Extreme Value Theorem. Let $f\colon[a,b]\to\mathbb{R}$ be a continuous function defined on a closed and bounded interval. Then the function $f$ has an absolute maximum and an absolute minimum.

The theorem itself does not tell on how to find absolute maximum or minimum; it only tells there is one. Perhaps one can list all possible candidates (using derivatives) and find one that works the best; but to guarantee that the absolute maximum or minimum is within these candidates, we first need to know that they exist. The theorem is guaranteeing such a fact. Although we will later work on methods using derivatives to find absolute (or local) maxima or minima, it is still interesting to introduce a method - to find absolute maxima or minima - that applies to all continuous functions, differentiable or not. The method is called the sampling method. This is never meant to be an efficient algorithm, but works for any continuous function, differentiable or not - so it can deal with some pathological functions, say nowhere differentiable functions. (See Weierstrass function or Wiener process.)

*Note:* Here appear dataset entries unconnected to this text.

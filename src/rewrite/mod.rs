//! HTML Rewriter.
//!
//! Parses a fetched body and applies the cleanup rules in a fixed order:
//!
//! 1. strip `<script>` elements
//! 2. remove cache-provider chrome (cache-proxy responses only)
//! 3. promote lazy-load image attributes / resolve image URLs
//! 4. synthesize figure images from `<source srcset>`
//! 5. drop `<aside>` elements
//! 6. absolutize `/picture-gallery` links
//!
//! Rewriting never fails: malformed markup is parsed leniently and an
//! unparseable base URL only disables URL resolution.

pub mod rules;

use crate::dom;
use crate::encoding::decode_body;
use dom_query::Selection;
use tracing::debug;
use url::Url;

/// Where the body being rewritten came from.
#[derive(Debug, Clone, Copy, PartialEq, Eq)]
pub enum Origin {
    /// The origin site itself.
    Direct,
    /// A cache or archive mirror, which injects chrome of its own.
    CacheProxy,
}

/// What each rule touched.
#[derive(Debug, Clone, Copy, Default, PartialEq, Eq)]
pub struct RewriteStats {
    pub scripts_removed: usize,
    pub chrome_removed: usize,
    pub images_rewritten: usize,
    pub figures_synthesized: usize,
    pub asides_removed: usize,
    pub gallery_links_rewritten: usize,
}

/// A parsed, rewritten document together with the base URL it was resolved
/// against.
///
/// Holds a `dom_query` tree, which is not `Send`; it is meant to be rendered
/// on the thread that produced it.
pub struct Document {
    tree: dom::Document,
    base_url: String,
    origin: Origin,
    stats: RewriteStats,
}

impl Document {
    /// Base URL relative references were resolved against.
    #[must_use]
    pub fn base_url(&self) -> &str {
        &self.base_url
    }

    #[must_use]
    pub fn origin(&self) -> Origin {
        self.origin
    }

    #[must_use]
    pub fn stats(&self) -> RewriteStats {
        self.stats
    }

    /// The underlying tree.
    #[must_use]
    pub fn tree(&self) -> &dom::Document {
        &self.tree
    }

    /// CSS selection over the rewritten tree.
    #[must_use]
    pub fn select(&self, css: &str) -> Selection<'_> {
        self.tree.select(css)
    }
}

impl std::fmt::Debug for Document {
    fn fmt(&self, f: &mut std::fmt::Formatter<'_>) -> std::fmt::Result {
        f.debug_struct("Document")
            .field("base_url", &self.base_url)
            .field("origin", &self.origin)
            .field("stats", &self.stats)
            .finish_non_exhaustive()
    }
}

/// Rewrite a raw body. The charset is taken from the markup itself (or
/// UTF-8); use [`rewrite_html`] when the response header already settled it.
///
/// # Example
///
/// ```rust
/// use hidewall::rewrite::{rewrite, Origin};
///
/// let doc = rewrite(
///     br#"<p>Hi<script>paywall()</script></p><img src="/p.png">"#,
///     "https://example.com/a",
///     Origin::Direct,
/// );
/// assert_eq!(doc.select("script").length(), 0);
/// assert_eq!(doc.select("img").attr("src").as_deref(), Some("https://example.com/p.png"));
/// ```
#[must_use]
pub fn rewrite(body: &[u8], base_url: &str, origin: Origin) -> Document {
    rewrite_html(&decode_body(body, None), base_url, origin)
}

/// Rewrite already-decoded markup.
#[must_use]
pub fn rewrite_html(html: &str, base_url: &str, origin: Origin) -> Document {
    let tree = dom::parse(html);
    let base = Url::parse(base_url).ok();
    if base.is_none() {
        debug!("Base URL {base_url:?} does not parse; URLs left unresolved");
    }
    let base = base.as_ref();

    let mut stats = RewriteStats {
        scripts_removed: rules::strip_scripts(&tree),
        ..RewriteStats::default()
    };
    if origin == Origin::CacheProxy {
        stats.chrome_removed = rules::remove_chrome_markers(&tree);
    }
    stats.images_rewritten = rules::rewrite_images(&tree, base);
    stats.figures_synthesized = rules::synthesize_figure_images(&tree, base);
    stats.asides_removed = rules::drop_asides(&tree);
    stats.gallery_links_rewritten = rules::absolutize_gallery_links(&tree, base);

    debug!("Rewrote {base_url}: {stats:?}");

    Document {
        tree,
        base_url: base_url.to_string(),
        origin,
        stats,
    }
}
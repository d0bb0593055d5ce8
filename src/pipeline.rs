//! The bypass pipeline and its caller-facing boundary.
//!
//! Validator -> blocklist -> route -> fetch -> rewrite -> render. A [`Bypass`]
//! holds only read-only state (options, blocklist, HTTP client), so one
//! instance can serve any number of concurrent calls behind an `Arc`.

use crate::blocklist::BlockedSiteSet;
use crate::encoding::decode_body;
use crate::error::{Error, FetchErrorKind, Result};
use crate::fetch::{snapshot, Fetcher};
use crate::options::{Options, ProxyMode};
use crate::render::{render, render_compact};
use crate::rewrite::{rewrite_html, Origin};
use crate::route::{plan, Strategy};
use crate::url_utils::TargetRequest;
use std::panic::{catch_unwind, AssertUnwindSafe};
use tracing::{debug, error, info, warn};

/// Content type of every successful page and of error messages.
pub const HTML_CONTENT_TYPE: &str = "text/html; charset=utf-8";
pub const TEXT_CONTENT_TYPE: &str = "text/plain; charset=utf-8";

/// Result of a successful pipeline run.
#[derive(Debug, Clone, PartialEq, Eq)]
pub enum Outcome {
    /// The rewritten, rendered document.
    Page(String),
    /// The caller should be sent to this mirror URL instead.
    Redirect(String),
}

/// What the caller-facing layer sends back: never a raw error.
#[derive(Debug, Clone, PartialEq, Eq)]
pub struct BypassResponse {
    pub status: u16,
    pub content_type: &'static str,
    pub body: String,
    /// Set for redirects only.
    pub location: Option<String>,
}

impl BypassResponse {
    fn page(html: String) -> Self {
        Self {
            status: 200,
            content_type: HTML_CONTENT_TYPE,
            body: html,
            location: None,
        }
    }

    fn redirect(location: String) -> Self {
        Self {
            status: 302,
            content_type: TEXT_CONTENT_TYPE,
            body: format!("Redirecting to {location}"),
            location: Some(location),
        }
    }

    fn error(err: &Error) -> Self {
        Self {
            status: err.status_code(),
            content_type: TEXT_CONTENT_TYPE,
            body: err.public_message(),
            location: None,
        }
    }

    #[must_use]
    pub fn is_success(&self) -> bool {
        self.status == 200
    }
}

/// The bypass engine.
///
/// # Example
///
/// ```rust,no_run
/// use hidewall::{BlockedSiteSet, Bypass, Options};
///
/// # async fn run() -> hidewall::Result<()> {
/// let bypass = Bypass::new(Options::default(), BlockedSiteSet::new(["nytimes.com"]))?;
/// let response = bypass.handle(Some("https://example.com/story"), None).await;
/// println!("{} {}", response.status, response.body.len());
/// # Ok(())
/// # }
/// ```
#[derive(Debug, Clone)]
pub struct Bypass {
    options: Options,
    blocked_sites: BlockedSiteSet,
    fetcher: Fetcher,
}

impl Bypass {
    pub fn new(options: Options, blocked_sites: BlockedSiteSet) -> Result<Self> {
        let fetcher = Fetcher::new(&options)?;
        Ok(Self {
            options,
            blocked_sites,
            fetcher,
        })
    }

    /// Builds an engine, loading the blocklist named by `options` once.
    pub fn from_options(options: Options) -> Result<Self> {
        let blocked_sites = BlockedSiteSet::load(&options.blocklist_path);
        Self::new(options, blocked_sites)
    }

    #[must_use]
    pub fn options(&self) -> &Options {
        &self.options
    }

    #[must_use]
    pub fn blocked_sites(&self) -> &BlockedSiteSet {
        &self.blocked_sites
    }

    /// Runs the pipeline and converts every outcome into a response.
    ///
    /// An absent or blank query answers 400 without touching the network.
    pub async fn handle(
        &self,
        raw_query: Option<&str>,
        client_user_agent: Option<&str>,
    ) -> BypassResponse {
        match self.bypass(raw_query.unwrap_or_default(), client_user_agent).await {
            Ok(Outcome::Page(html)) => BypassResponse::page(html),
            Ok(Outcome::Redirect(location)) => BypassResponse::redirect(location),
            Err(e) => {
                let response = BypassResponse::error(&e);
                match &e {
                    Error::MissingUrl | Error::InvalidUrl(_) => {
                        debug!("Rejected request ({}): {e}", response.status);
                    }
                    Error::Processing(_) | Error::Config(_) => {
                        error!("Request failed ({}): {e}", response.status);
                    }
                    Error::Fetch { .. } => warn!("Request failed ({}): {e}", response.status),
                }
                response
            }
        }
    }

    /// Runs the pipeline, returning typed errors.
    pub async fn bypass(
        &self,
        raw_query: &str,
        client_user_agent: Option<&str>,
    ) -> Result<Outcome> {
        let request = TargetRequest::new(raw_query)?;

        let matched = self.blocked_sites.matching_entry(request.clean_url());
        if let Some(entry) = matched {
            info!("{} is blocked (matched {entry:?})", request.clean_url());
        }

        let plan = plan(&request, matched.is_some(), &self.options, client_user_agent);
        debug!("Plan for {}: {:?} via {}", request.clean_url(), plan.strategy, plan.endpoint);

        if plan.strategy == Strategy::CacheProxy && self.options.proxy_mode == ProxyMode::Redirect {
            return Ok(Outcome::Redirect(plan.endpoint));
        }

        let fetched = self.fetcher.fetch(&plan).await?;
        let html = decode_body(&fetched.body, fetched.content_type());

        let origin = match plan.strategy {
            Strategy::Direct => Origin::Direct,
            Strategy::CacheProxy => Origin::CacheProxy,
        };
        let rendered = process(&html, request.clean_url(), origin, self.options.pretty)?;
        Ok(Outcome::Page(rendered))
    }
}

/// Parse, rewrite and render in one synchronous step, so the non-`Send` tree
/// never crosses an await point. A panic inside the parser is reported as a
/// processing error instead of tearing down the caller.
///
/// A mirror copy that is really the mirror's own search or landing page is a
/// fetch failure.
fn process(html: &str, base_url: &str, origin: Origin, pretty: bool) -> Result<String> {
    catch_unwind(AssertUnwindSafe(|| {
        let placeholder = (origin == Origin::CacheProxy)
            .then(|| snapshot::placeholder_reason(html))
            .flatten();
        if let Some(reason) = placeholder {
            return Err(Error::fetch(
                FetchErrorKind::Other,
                format!("mirror has no snapshot of {base_url} ({reason})"),
            ));
        }

        let doc = rewrite_html(html, base_url, origin);
        Ok(if pretty {
            render(&doc)
        } else {
            render_compact(&doc)
        })
    }))
    .map_err(|panic| {
        let detail = panic
            .downcast_ref::<&str>()
            .map(ToString::to_string)
            .or_else(|| panic.downcast_ref::<String>().cloned())
            .unwrap_or_else(|| "unknown panic".to_string());
        Error::Processing(format!("rewriting {base_url} panicked: {detail}"))
    })?
}

#[cfg(test)]
mod tests {
    use super::*;

    fn engine(options: Options, blocked: &[&str]) -> Bypass {
        Bypass::new(options, BlockedSiteSet::new(blocked.iter().copied())).unwrap()
    }

    #[test]
    fn test_bypass_is_send_and_sync() {
        fn assert_send_sync<T: Send + Sync>() {}
        assert_send_sync::<Bypass>();
    }

    #[test]
    fn test_handle_future_is_send() {
        fn assert_send<T: Send>(_: &T) {}
        let bypass = engine(Options::default(), &[]);
        let fut = bypass.handle(Some("https://example.com/"), None);
        assert_send(&fut);
    }

    #[tokio::test]
    async fn test_missing_query_is_bad_request() {
        let bypass = engine(Options::default(), &[]);

        for query in [None, Some(""), Some("   ")] {
            let response = bypass.handle(query, None).await;
            assert_eq!(response.status, 400);
            assert_eq!(response.body, "no URL provided");
            assert!(response.location.is_none());
        }
    }

    #[tokio::test]
    async fn test_invalid_query_is_bad_request() {
        let bypass = engine(Options::default(), &[]);
        let response = bypass.handle(Some("javascript:alert(1)"), None).await;

        assert_eq!(response.status, 400);
        assert!(response.body.starts_with("invalid URL provided"));
    }

    #[tokio::test]
    async fn test_redirect_mode_skips_fetch() {
        let options = Options {
            proxy_mode: ProxyMode::Redirect,
            ..Options::default()
        };
        let bypass = engine(options, &["nytimes.com"]);
        let response = bypass
            .handle(Some("https://www.nytimes.com/2024/story.html?smid=tw"), None)
            .await;

        assert_eq!(response.status, 302);
        assert_eq!(
            response.location.as_deref(),
            Some("https://archive.today/latest/https%3A%2F%2Fwww.nytimes.com%2F2024%2Fstory.html")
        );
    }

    #[test]
    fn test_process_pretty_and_compact() {
        let html = r#"<p>x</p><script>gate()</script><img src="/p.png">"#;

        let Ok(pretty) = process(html, "https://example.com/a", Origin::Direct, true) else {
            panic!("processing should succeed");
        };
        assert!(pretty.contains(r#"<img src="https://example.com/p.png">"#));
        assert!(!pretty.contains("script"));

        let Ok(compact) = process(html, "https://example.com/a", Origin::Direct, false) else {
            panic!("processing should succeed");
        };
        assert!(compact.contains(r#"<p>x</p><img src="https://example.com/p.png">"#));
    }

    #[test]
    fn test_mirror_search_page_is_fetch_error() {
        let html = r#"<form id="search_form"><input name="q"></form><p>Enter a URL to search</p>"#;

        let Err(err) = process(html, "https://example.com/a", Origin::CacheProxy, true) else {
            panic!("search page is not a snapshot");
        };
        assert_eq!(err.fetch_kind(), Some(FetchErrorKind::Other));
        assert_eq!(err.status_code(), 502);

        // The same markup fetched directly is served as-is.
        assert!(process(html, "https://example.com/a", Origin::Direct, true).is_ok());
    }
}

The idea is this. Given a continuous function $f\colon[0,1]\to\mathbb{R}$, suppose we record the function as a list $F[k]:=f(k/2^N)$. (Or more generally, $F[k]=f(a+(b-a)k/2^N)$ if f is defined on $[a,b]$.) This array $F[0],F[1],\ldots,F[2^N]$ of length $2^N+1$ is a reasonable approximate representation of the function. For instance, for any $\epsilon>0$ of your choice, one can set $N$ large enough, so that plotting $(k/2^N,F[k])$ and connecting them through lines gives an approximate graph of $f(x)$ with the error kept $<\epsilon$ (justifying it requires some advanced notion of continuity, however).

example sampling

We call the array $F[0],F[1],\ldots,F[2^N]$ the $N$-th binary sampling of the function $f(x)$, and call elements of this array as sampling elements. This may be seen as a way to record our function $f(x)$ within a computer.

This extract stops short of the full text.